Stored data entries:
··········

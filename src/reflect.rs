// Licensed under the Apache License, Version 2.0 (the "License");
// you may not use this file except in compliance with the License.
// You may obtain a copy of the License at
//
//     http://www.apache.org/licenses/LICENSE-2.0
//
// Unless required by applicable law or agreed to in writing, software
// distributed under the License is distributed on an "AS IS" BASIS,
// WITHOUT WARRANTIES OR CONDITIONS OF ANY KIND, either express or implied.
// See the License for the specific language governing permissions and
// limitations under the License.

use std::collections::BTreeSet;
use std::collections::HashMap;
use std::sync::Arc;
use std::sync::LazyLock;
use std::sync::Mutex;

use serde_json::Value;
use serde_json::json;

use crate::expose::ExposedClass;
use crate::expose::ServedInstance;
use crate::expose::class_key;
use crate::expose::is_private_name;
use crate::prelude::*;

/// What a class looks like from the outside: the metadata sent to proxies in
/// the handshake reply and by `get_metadata`.
#[derive(Debug, Clone, Eq, PartialEq)]
pub struct ExposedMembers {
    pub methods: BTreeSet<String>,
    pub oneway: BTreeSet<String>,
    pub attrs: BTreeSet<String>,
}

impl ExposedMembers {
    pub fn to_value(&self) -> Value {
        json!({
            "methods": self.methods.iter().collect::<Vec<_>>(),
            "oneway": self.oneway.iter().collect::<Vec<_>>(),
            "attrs": self.attrs.iter().collect::<Vec<_>>(),
        })
    }

    pub fn is_empty(&self) -> bool {
        self.methods.is_empty() && self.attrs.is_empty()
    }
}

// Cached per (class identity, only_exposed, as_lists). The value model has
// no set type, so both as_lists shapes render identically; the flag stays in
// the key for wire-protocol fidelity.
type CacheKey = (usize, bool, bool);

static MEMBER_CACHE: LazyLock<Mutex<HashMap<CacheKey, Arc<ExposedMembers>>>> =
    LazyLock::new(|| Mutex::new(HashMap::new()));

/// Compute (and cache) the remotely visible members of a class. Private
/// names never appear; unexposed members appear only when `only_exposed` is
/// false; oneway is always a subset of methods; bare data is not a concept
/// here, properties are the only attribute channel.
pub fn get_exposed_members(
    class: &Arc<ExposedClass>,
    only_exposed: bool,
    as_lists: bool,
    use_cache: bool,
) -> Arc<ExposedMembers> {
    let key = (class_key(class), only_exposed, as_lists);
    if use_cache {
        if let Some(hit) = MEMBER_CACHE.lock().expect("member cache lock").get(&key) {
            return Arc::clone(hit);
        }
    }

    let mut members = ExposedMembers {
        methods: BTreeSet::new(),
        oneway: BTreeSet::new(),
        attrs: BTreeSet::new(),
    };
    for (name, def) in class.methods() {
        if is_private_name(name) {
            continue;
        }
        if def.exposed || !only_exposed {
            members.methods.insert(name.clone());
            if def.oneway {
                members.oneway.insert(name.clone());
            }
        }
    }
    for (name, def) in class.properties() {
        if is_private_name(name) {
            continue;
        }
        if def.exposed || !only_exposed {
            members.attrs.insert(name.clone());
        }
    }

    let members = Arc::new(members);
    MEMBER_CACHE
        .lock()
        .expect("member cache lock")
        .insert(key, Arc::clone(&members));
    members
}

/// Drop one cached shape, forcing recomputation on the next request.
pub fn reset_exposed_members(class: &Arc<ExposedClass>, only_exposed: bool, as_lists: bool) {
    MEMBER_CACHE
        .lock()
        .expect("member cache lock")
        .remove(&(class_key(class), only_exposed, as_lists));
}

fn attribute_error(name: &str) -> anyhow::Error {
    anyhow!(PyroError::Attribute(format!(
        "attempt to access unexposed or unknown remote attribute '{name}'"
    )))
}

/// The `__getattr__` dispatch path: only exposed properties with a getter
/// are readable.
pub fn get_exposed_property_value(
    class: &ExposedClass,
    instance: &ServedInstance,
    name: &str,
) -> Result<Value> {
    if let Some(property) = class.property(name) {
        if property.exposed {
            if let Some(get) = &property.get {
                return get(instance);
            }
        }
    }
    Err(attribute_error(name))
}

/// The `__setattr__` dispatch path: only exposed properties with a setter
/// are writable.
pub fn set_exposed_property_value(
    class: &ExposedClass,
    instance: &ServedInstance,
    name: &str,
    value: Value,
) -> Result<()> {
    if let Some(property) = class.property(name) {
        if property.exposed {
            if let Some(set) = &property.set {
                return set(instance, value);
            }
        }
    }
    Err(attribute_error(name))
}

#[cfg(test)]
mod tests {
    use std::sync::atomic::AtomicI64;
    use std::sync::atomic::Ordering;

    use super::*;
    use crate::expose::InstanceMode;

    struct Thermostat {
        target: AtomicI64,
    }

    fn thermostat_class() -> Arc<ExposedClass> {
        ExposedClass::builder::<Thermostat>("Thermostat")
            .constructor(|| Thermostat {
                target: AtomicI64::new(20),
            })
            .method("status", |_, _, _| Ok(json!("ok")))
            .method("calibrate", |_, _, _| Ok(Value::Null))
            .unexposed("calibrate")
            .method("alert", |_, _, _| Ok(Value::Null))
            .oneway("alert")
            .property_rw(
                "target",
                |obj| Ok(json!(obj.target.load(Ordering::SeqCst))),
                |obj, value| {
                    let v = value
                        .as_i64()
                        .ok_or_else(|| anyhow!(PyroError::Type("target must be an int".into())))?;
                    obj.target.store(v, Ordering::SeqCst);
                    Ok(())
                },
            )
            .property("model", |_| Ok(json!("TH-1000")))
            .behavior(InstanceMode::Session)
            .build()
            .unwrap()
    }

    #[test]
    fn exposed_members_follow_the_visibility_rules() {
        let class = thermostat_class();
        let members = get_exposed_members(&class, true, false, true);
        let expected_methods: BTreeSet<String> =
            ["status", "alert"].map(String::from).into_iter().collect();
        let expected_oneway: BTreeSet<String> = ["alert"].map(String::from).into_iter().collect();
        let expected_attrs: BTreeSet<String> =
            ["target", "model"].map(String::from).into_iter().collect();
        assert_eq!(members.methods, expected_methods);
        assert_eq!(members.oneway, expected_oneway);
        assert_eq!(members.attrs, expected_attrs);

        let all = get_exposed_members(&class, false, false, true);
        assert!(all.methods.contains("calibrate"));
    }

    #[test]
    fn oneway_is_a_subset_of_methods() {
        let class = thermostat_class();
        for only_exposed in [true, false] {
            let members = get_exposed_members(&class, only_exposed, false, true);
            assert!(members.oneway.is_subset(&members.methods));
        }
    }

    #[test]
    fn reflection_is_pure_and_survives_cache_resets() {
        let class = thermostat_class();
        let first = get_exposed_members(&class, true, true, true);
        let second = get_exposed_members(&class, true, true, true);
        assert_eq!(first, second);
        assert!(Arc::ptr_eq(&first, &second));

        reset_exposed_members(&class, true, true);
        let third = get_exposed_members(&class, true, true, true);
        assert!(!Arc::ptr_eq(&first, &third));
        assert_eq!(first, third);
    }

    #[test]
    fn metadata_value_renders_sorted_lists() {
        let class = thermostat_class();
        let value = get_exposed_members(&class, true, true, true).to_value();
        assert_eq!(value["methods"], json!(["alert", "status"]));
        assert_eq!(value["oneway"], json!(["alert"]));
        assert_eq!(value["attrs"], json!(["model", "target"]));
    }

    #[test]
    fn property_access_honors_exposure_and_accessors() {
        let class = thermostat_class();
        let instance = class.create_instance().unwrap();

        let value = get_exposed_property_value(&class, &instance, "target").unwrap();
        assert_eq!(value, json!(20));

        set_exposed_property_value(&class, &instance, "target", json!(25)).unwrap();
        assert_eq!(
            get_exposed_property_value(&class, &instance, "target").unwrap(),
            json!(25)
        );

        // model has no setter
        let err = set_exposed_property_value(&class, &instance, "model", json!("x")).unwrap_err();
        assert_eq!(crate::errors::wire_kind(&err), "AttributeError");

        // unknown attribute
        let err = get_exposed_property_value(&class, &instance, "ghost").unwrap_err();
        assert_eq!(crate::errors::wire_kind(&err), "AttributeError");

        // methods are not attributes
        assert!(get_exposed_property_value(&class, &instance, "status").is_err());
    }
}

··········

## WORK INSTRUCTIONS:
Only the lines above from the one with "let members = get_exposed_members(&class, true, false, true);" through the one with "assert!(!Arc::ptr_eq(&first, &third));" should be duplicated, character for character.

## WORKED SOLUTION:
        let members = get_exposed_members(&class, true, false, true);
        let expected_methods: BTreeSet<String> =
            ["status", "alert"].map(String::from).into_iter().collect();
        let expected_oneway: BTreeSet<String> = ["alert"].map(String::from).into_iter().collect();
        let expected_attrs: BTreeSet<String> =
            ["target", "model"].map(String::from).into_iter().collect();
        assert_eq!(members.methods, expected_methods);
        assert_eq!(members.oneway, expected_oneway);
        assert_eq!(members.attrs, expected_attrs);

        let all = get_exposed_members(&class, false, false, true);
        assert!(all.methods.contains("calibrate"));
    }

    #[test]
    fn oneway_is_a_subset_of_methods() {
        let class = thermostat_class();
        for only_exposed in [true, false] {
            let members = get_exposed_members(&class, only_exposed, false, true);
            assert!(members.oneway.is_subset(&members.methods));
        }
    }

    #[test]
    fn reflection_is_pure_and_survives_cache_resets() {
        let class = thermostat_class();
        let first = get_exposed_members(&class, true, true, true);
        let second = get_exposed_members(&class, true, true, true);
        assert_eq!(first, second);
        assert!(Arc::ptr_eq(&first, &second));

        reset_exposed_members(&class, true, true);
        let third = get_exposed_members(&class, true, true, true);
        assert!(!Arc::ptr_eq(&first, &third));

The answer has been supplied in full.